Supplied records -
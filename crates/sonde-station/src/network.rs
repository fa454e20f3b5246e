//! Network settings taken from the environment
//!
//! Wi-Fi association and NTP sync are done by the host before the station
//! starts; their settings are only logged here. The TFTP values override the
//! transfer endpoint of the station config.

use core::fmt;

use log::info;
use sonde_core::StationConfig;
use thiserror::Error;

#[derive(Error, Debug, PartialEq, Eq)]
pub enum NetworkError {
    #[error("TFTP_PORT must be a port number, got {0:?}")]
    InvalidPort(String),
}

#[derive(Clone, Default, PartialEq, Eq)]
pub struct NetworkConfig {
    pub wifi_ssid: Option<String>,
    pub wifi_password: Option<String>,
    pub ntp_server: Option<String>,
    pub timezone: Option<String>,
    pub tftp_server: Option<String>,
    pub tftp_port: Option<u16>,
}

// The password never ends up in logs
impl fmt::Debug for NetworkConfig {
    fn fmt(&self, f: &mut fmt::Formatter<'_>) -> fmt::Result {
        f.debug_struct("NetworkConfig")
            .field("wifi_ssid", &self.wifi_ssid)
            .field("wifi_password", &self.wifi_password.as_ref().map(|_| "***"))
            .field("ntp_server", &self.ntp_server)
            .field("timezone", &self.timezone)
            .field("tftp_server", &self.tftp_server)
            .field("tftp_port", &self.tftp_port)
            .finish()
    }
}

impl NetworkConfig {
    /// Read the settings through `lookup`. Empty values count as unset.
    pub fn from_lookup<F>(lookup: F) -> Result<Self, NetworkError>
    where
        F: Fn(&str) -> Option<String>,
    {
        let get = |key: &str| lookup(key).map(|v| v.trim().to_owned()).filter(|v| !v.is_empty());

        let tftp_port = get("TFTP_PORT")
            .map(|port| port.parse::<u16>().map_err(|_| NetworkError::InvalidPort(port)))
            .transpose()?;

        Ok(Self {
            wifi_ssid: get("WIFI_SSID"),
            wifi_password: get("WIFI_PASSWORD"),
            ntp_server: get("NTP_SERVER"),
            timezone: get("TIMEZONE"),
            tftp_server: get("TFTP_SERVER"),
            tftp_port,
        })
    }

    pub fn from_env() -> Result<Self, NetworkError> {
        Self::from_lookup(|key| std::env::var(key).ok())
    }

    /// Point the transfer at the configured TFTP server.
    pub fn apply(&self, config: &mut StationConfig) {
        if let Some(host) = &self.tftp_server {
            config.transfer.server.host = host.clone();
        }
        if let Some(port) = self.tftp_port {
            config.transfer.server.port = port;
        }
    }

    pub fn log_summary(&self) {
        if let Some(ssid) = &self.wifi_ssid {
            info!("(wifi) Network {}", ssid);
        }
        if let Some(server) = &self.ntp_server {
            info!(
                "(ntp) Time server {}, timezone {}",
                server,
                self.timezone.as_deref().unwrap_or("UTC")
            );
        }
    }
}
//! Per-cycle measurement records

use core::fmt::Display;

use chrono::{DateTime, Utc};

/// Summary of one sensor's readings over a cycle
///
/// When no sample survived, every value is NaN and `sample_count` is 0.
#[derive(Debug, Clone, Copy)]
pub struct Stats {
    pub min: f64,
    pub max: f64,
    pub mean: f64,
    pub median: f64,
    /// Number of readings the values were computed from
    pub sample_count: u32,
    /// Number of samples dropped because of sensor errors
    pub discarded: u32,
}

impl Stats {
    /// Sentinel for a cycle where every sample of the sensor failed
    pub const fn empty(discarded: u32) -> Self {
        Self {
            min: f64::NAN,
            max: f64::NAN,
            mean: f64::NAN,
            median: f64::NAN,
            sample_count: 0,
            discarded,
        }
    }

    /// Compute statistics over the surviving readings of a cycle.
    pub fn from_values(values: &[f64], discarded: u32) -> Self {
        if values.is_empty() {
            return Self::empty(discarded);
        }

        let mut min = f64::INFINITY;
        let mut max = f64::NEG_INFINITY;
        let mut sum = 0.0;
        for &value in values {
            min = min.min(value);
            max = max.max(value);
            sum += value;
        }

        let mut sorted = values.to_vec();
        sorted.sort_by(f64::total_cmp);
        let mid = sorted.len() / 2;
        let median = if sorted.len() % 2 == 1 {
            sorted[mid]
        } else {
            (sorted[mid - 1] + sorted[mid]) / 2.0
        };

        Self {
            min,
            max,
            mean: sum / values.len() as f64,
            median,
            sample_count: values.len() as u32,
            discarded,
        }
    }

    pub fn is_empty(&self) -> bool {
        self.sample_count == 0
    }

    /// Mean value, if any sample survived
    pub fn valid_mean(&self) -> Option<f64> {
        (!self.is_empty()).then_some(self.mean)
    }
}

fn same_value(a: f64, b: f64) -> bool {
    a == b || (a.is_nan() && b.is_nan())
}

/// Two empty sentinels compare equal even though NaN != NaN.
impl PartialEq for Stats {
    fn eq(&self, other: &Self) -> bool {
        same_value(self.min, other.min)
            && same_value(self.max, other.max)
            && same_value(self.mean, other.mean)
            && same_value(self.median, other.median)
            && self.sample_count == other.sample_count
            && self.discarded == other.discarded
    }
}

impl Display for Stats {
    fn fmt(&self, f: &mut core::fmt::Formatter<'_>) -> core::fmt::Result {
        if self.is_empty() {
            return write!(f, "no valid samples ({} discarded)", self.discarded);
        }
        write!(
            f,
            "min {:.1}, max {:.1}, mean {:.1}, median {:.1} ({} samples, {} discarded)",
            self.min, self.max, self.mean, self.median, self.sample_count, self.discarded
        )
    }
}

/// One completed measurement cycle
#[derive(Debug, Clone, PartialEq)]
pub struct CycleRecord {
    /// Zero-based position of the cycle within its run
    pub cycle_index: u32,
    /// Wall-clock time at cycle completion
    pub timestamp: DateTime<Utc>,
    /// Distance statistics in cm
    pub distance: Stats,
    /// Temperature statistics in °C
    pub temperature: Stats,
}

impl Display for CycleRecord {
    fn fmt(&self, f: &mut core::fmt::Formatter<'_>) -> core::fmt::Result {
        write!(
            f,
            "[CycleRecord] cycle: {}, timestamp: {}, distance: {}, temperature: {}",
            self.cycle_index,
            self.timestamp.format("%Y-%m-%d %H:%M:%S"),
            self.distance,
            self.temperature
        )
    }
}
//! Hardware-independent core library for sonde
//!
//! This crate contains the measurement-and-delivery core of the sonde station:
//! signal conversion, sensor sampling, per-cycle aggregation, the measurement
//! file store, the TFTP upload client and the cycle scheduler tying them
//! together.
//!
//! Hardware access goes through `embedded-hal` traits so the same code drives
//! real pins on the device and mocks/fakes on a desktop host (for the station
//! runner and tests).
//!
//! ```text
//! CycleScheduler ──▶ CycleAggregator ──▶ SensorSampler ──▶ SignalConverter
//!       │
//!       ├──▶ MeasurementStore (append after every cycle)
//!       ├──▶ Uploader (once, after the last cycle)
//!       └──▶ Reporter (console log, status LED)
//! ```

pub mod aggregator;
pub mod config;
pub mod convert;
pub mod record;
pub mod report;
pub mod scheduler;
pub mod sensors;
pub mod status;
pub mod storage;
pub mod time;
pub mod upload;

pub use aggregator::CycleAggregator;
pub use config::{ConfigError, Endpoint, StationConfig, StoreMode, TransferConfig};
pub use record::{CycleRecord, Stats};
pub use report::{Event, LogReporter, ReportLevel, Reporter};
pub use scheduler::{CycleScheduler, RunError, RunSummary, SchedulerState};
pub use sensors::{PhysicalReading, RawSample, SensorError, SensorKind, SensorSampler, Unit};
pub use status::StatusLed;
pub use storage::{
    FileBackend, MeasurementFile, MeasurementStore, MemoryBackend, StorageBackend, StorageError,
};
pub use upload::{RejectReason, TftpClient, TransferError, UploadOutcome, Uploader};
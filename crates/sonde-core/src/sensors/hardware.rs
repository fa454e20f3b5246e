//! Hardware-backed sampler: HC-SR04 style ultrasonic ranger on two GPIOs and
//! a thermistor divider on an ADC channel.

use std::time::Duration;

use embedded_hal::{
    delay::DelayNs,
    digital::{InputPin, OutputPin},
};
use log::trace;

use super::{EchoEdge, SensorError, SensorSampler};
use crate::time::MonotonicClock;

/// Width of the trigger pulse
pub const TRIGGER_PULSE_US: u32 = 10;

/// Longest wait for each echo edge. The sensor reports "nothing in range"
/// with a ~38 ms pulse, so anything past this means no sensor is attached.
pub const ECHO_TIMEOUT_US: u64 = 40_000;

/// One analog input channel.
///
/// `embedded-hal` 1.0 has no ADC abstraction; implement this over the
/// platform HAL. Codes are scaled to 16 bits.
pub trait AdcChannel {
    fn read_code(&mut self) -> u16;
}

impl<F: FnMut() -> u16> AdcChannel for F {
    fn read_code(&mut self) -> u16 {
        self()
    }
}

/// The station's sensor pair on real pins.
///
/// Requires a trigger output and an echo input for the ranger, an ADC channel
/// for the thermistor, a clock that provides microseconds via
/// [`MonotonicClock`] and a blocking delay.
pub struct HardwareSampler<TRIG, ECHO, ADC, CLOCK, DELAY> {
    trigger: TRIG,
    echo: ECHO,
    adc: ADC,
    clock: CLOCK,
    delay: DELAY,
}

impl<TRIG, ECHO, ADC, CLOCK, DELAY> HardwareSampler<TRIG, ECHO, ADC, CLOCK, DELAY>
where
    TRIG: OutputPin,
    ECHO: InputPin,
    ADC: AdcChannel,
    CLOCK: MonotonicClock,
    DELAY: DelayNs,
{
    pub fn new(trigger: TRIG, echo: ECHO, adc: ADC, clock: CLOCK, delay: DELAY) -> Self {
        Self {
            trigger,
            echo,
            adc,
            clock,
            delay,
        }
    }

    /// Give back the owned hardware handles
    pub fn release(self) -> (TRIG, ECHO, ADC, CLOCK, DELAY) {
        (self.trigger, self.echo, self.adc, self.clock, self.delay)
    }

    /// Busy-poll the echo line until it reaches `level`; returns the time it did.
    fn wait_for_echo(
        &mut self,
        high: bool,
        since: u64,
        edge: EchoEdge,
    ) -> Result<u64, SensorError> {
        loop {
            let level = self.echo.is_high().map_err(|_| SensorError::Pin)?;
            let now = self.clock.now_micros();
            if level == high {
                return Ok(now);
            }
            if now.saturating_sub(since) > ECHO_TIMEOUT_US {
                return Err(SensorError::Timeout {
                    edge,
                    timeout_us: ECHO_TIMEOUT_US,
                });
            }
        }
    }
}

impl<TRIG, ECHO, ADC, CLOCK, DELAY> SensorSampler for HardwareSampler<TRIG, ECHO, ADC, CLOCK, DELAY>
where
    TRIG: OutputPin,
    ECHO: InputPin,
    ADC: AdcChannel,
    CLOCK: MonotonicClock,
    DELAY: DelayNs,
{
    fn read_distance_once(&mut self) -> Result<Duration, SensorError> {
        // A previous echo still in flight would be measured as ours
        if self.echo.is_high().map_err(|_| SensorError::Pin)? {
            return Err(SensorError::EchoAlreadyHigh);
        }

        self.trigger.set_high().map_err(|_| SensorError::Pin)?;
        self.delay.delay_us(TRIGGER_PULSE_US);
        self.trigger.set_low().map_err(|_| SensorError::Pin)?;

        let triggered = self.clock.now_micros();
        let start = self.wait_for_echo(true, triggered, EchoEdge::Rising)?;
        let end = self.wait_for_echo(false, start, EchoEdge::Falling)?;

        let pulse = Duration::from_micros(end.saturating_sub(start));
        trace!("Echo pulse {} us", pulse.as_micros());
        Ok(pulse)
    }

    fn read_temperature_once(&mut self) -> u16 {
        self.adc.read_code()
    }
}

Assigned task -
Everything from the line containing "return Ok(now);" through the last line of the records must be given again exactly; leave out all other lines.

Task output -
                return Ok(now);
            }
            if now.saturating_sub(since) > ECHO_TIMEOUT_US {
                return Err(SensorError::Timeout {
                    edge,
                    timeout_us: ECHO_TIMEOUT_US,
                });
            }
        }
    }
}

impl<TRIG, ECHO, ADC, CLOCK, DELAY> SensorSampler for HardwareSampler<TRIG, ECHO, ADC, CLOCK, DELAY>
where
    TRIG: OutputPin,
    ECHO: InputPin,
    ADC: AdcChannel,
    CLOCK: MonotonicClock,
    DELAY: DelayNs,
{
    fn read_distance_once(&mut self) -> Result<Duration, SensorError> {
        // A previous echo still in flight would be measured as ours
        if self.echo.is_high().map_err(|_| SensorError::Pin)? {
            return Err(SensorError::EchoAlreadyHigh);
        }

        self.trigger.set_high().map_err(|_| SensorError::Pin)?;
        self.delay.delay_us(TRIGGER_PULSE_US);
        self.trigger.set_low().map_err(|_| SensorError::Pin)?;

        let triggered = self.clock.now_micros();
        let start = self.wait_for_echo(true, triggered, EchoEdge::Rising)?;
        let end = self.wait_for_echo(false, start, EchoEdge::Falling)?;

        let pulse = Duration::from_micros(end.saturating_sub(start));
        trace!("Echo pulse {} us", pulse.as_micros());
        Ok(pulse)
    }

    fn read_temperature_once(&mut self) -> u16 {
        self.adc.read_code()
    }
}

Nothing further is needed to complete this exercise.